_Excerpts from a dataset_:
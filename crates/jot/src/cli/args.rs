use clap::{Parser, Subcommand};
use std::path::PathBuf;

/// A small to-do list with urgent flags, kept on local disk.
#[derive(Parser, Debug)]
#[command(version, about, long_about = None, author)]
pub struct Cli {
    /// Directory holding the stored lists (defaults to the platform data directory)
    #[arg(long, env = "JOT_DATA_DIR", global = true)]
    pub data_dir: Option<PathBuf>,

    /// Keep everything in memory; nothing is read from or written to disk
    #[arg(long, global = true)]
    pub ephemeral: bool,

    /// Subcommands (defaults to `list`)
    #[command(subcommand)]
    pub command: Option<Commands>,
}

#[derive(Subcommand, Clone, Debug, PartialEq, Eq)]
pub enum Commands {
    #[command(flatten)]
    Todo(TodoCommands),
    /// Work on the list interactively
    Shell,
    /// Manage user preferences
    Preferences {
        #[command(subcommand)]
        action: PreferencesCommands,
    },
}

/// Operations on the list. Indices are the ones shown by `list`.
#[derive(Subcommand, Clone, Debug, PartialEq, Eq)]
pub enum TodoCommands {
    /// Add an item. Without text, re-adds the item being edited (shell only)
    Add {
        #[arg(trailing_var_arg = true, allow_hyphen_values = true)]
        content: Vec<String>,
    },
    /// Show the list
    #[command(alias = "ls")]
    List {
        /// Only show urgent items
        #[arg(long)]
        urgent: bool,
        /// Print the stored JSON instead of a listing
        #[arg(long)]
        json: bool,
    },
    /// Delete the item at INDEX
    #[command(alias = "rm")]
    Delete { index: usize },
    /// Replace the item at INDEX. Without text, opens $VISUAL/$EDITOR
    /// (in the shell, stages the text for `add` instead)
    Edit {
        index: usize,
        #[arg(trailing_var_arg = true, allow_hyphen_values = true)]
        content: Vec<String>,
    },
    /// Toggle the urgent flag of the item at INDEX
    Urgent { index: usize },
}

impl Default for TodoCommands {
    fn default() -> Self {
        Self::List {
            urgent: false,
            json: false,
        }
    }
}

#[derive(Subcommand, Clone, Debug, PartialEq, Eq)]
pub enum PreferencesCommands {
    /// Show current preferences
    Show,
    /// Edit preferences file in your editor
    Edit,
    /// Reset preferences to defaults
    Reset,
}

/// Joins positional words into one item text; `None` when no words were given.
pub fn join_words(words: &[String]) -> Option<String> {
    if words.is_empty() {
        None
    } else {
        Some(words.join(" "))
    }
}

_Task goal_: Would you retype exactly the lines above, from the line with "pub enum Commands" to the line with "pub enum TodoCommands", with both end lines kept and nothing more?

_Finished task_:
pub enum Commands {
    #[command(flatten)]
    Todo(TodoCommands),
    /// Work on the list interactively
    Shell,
    /// Manage user preferences
    Preferences {
        #[command(subcommand)]
        action: PreferencesCommands,
    },
}

/// Operations on the list. Indices are the ones shown by `list`.
#[derive(Subcommand, Clone, Debug, PartialEq, Eq)]
pub enum TodoCommands {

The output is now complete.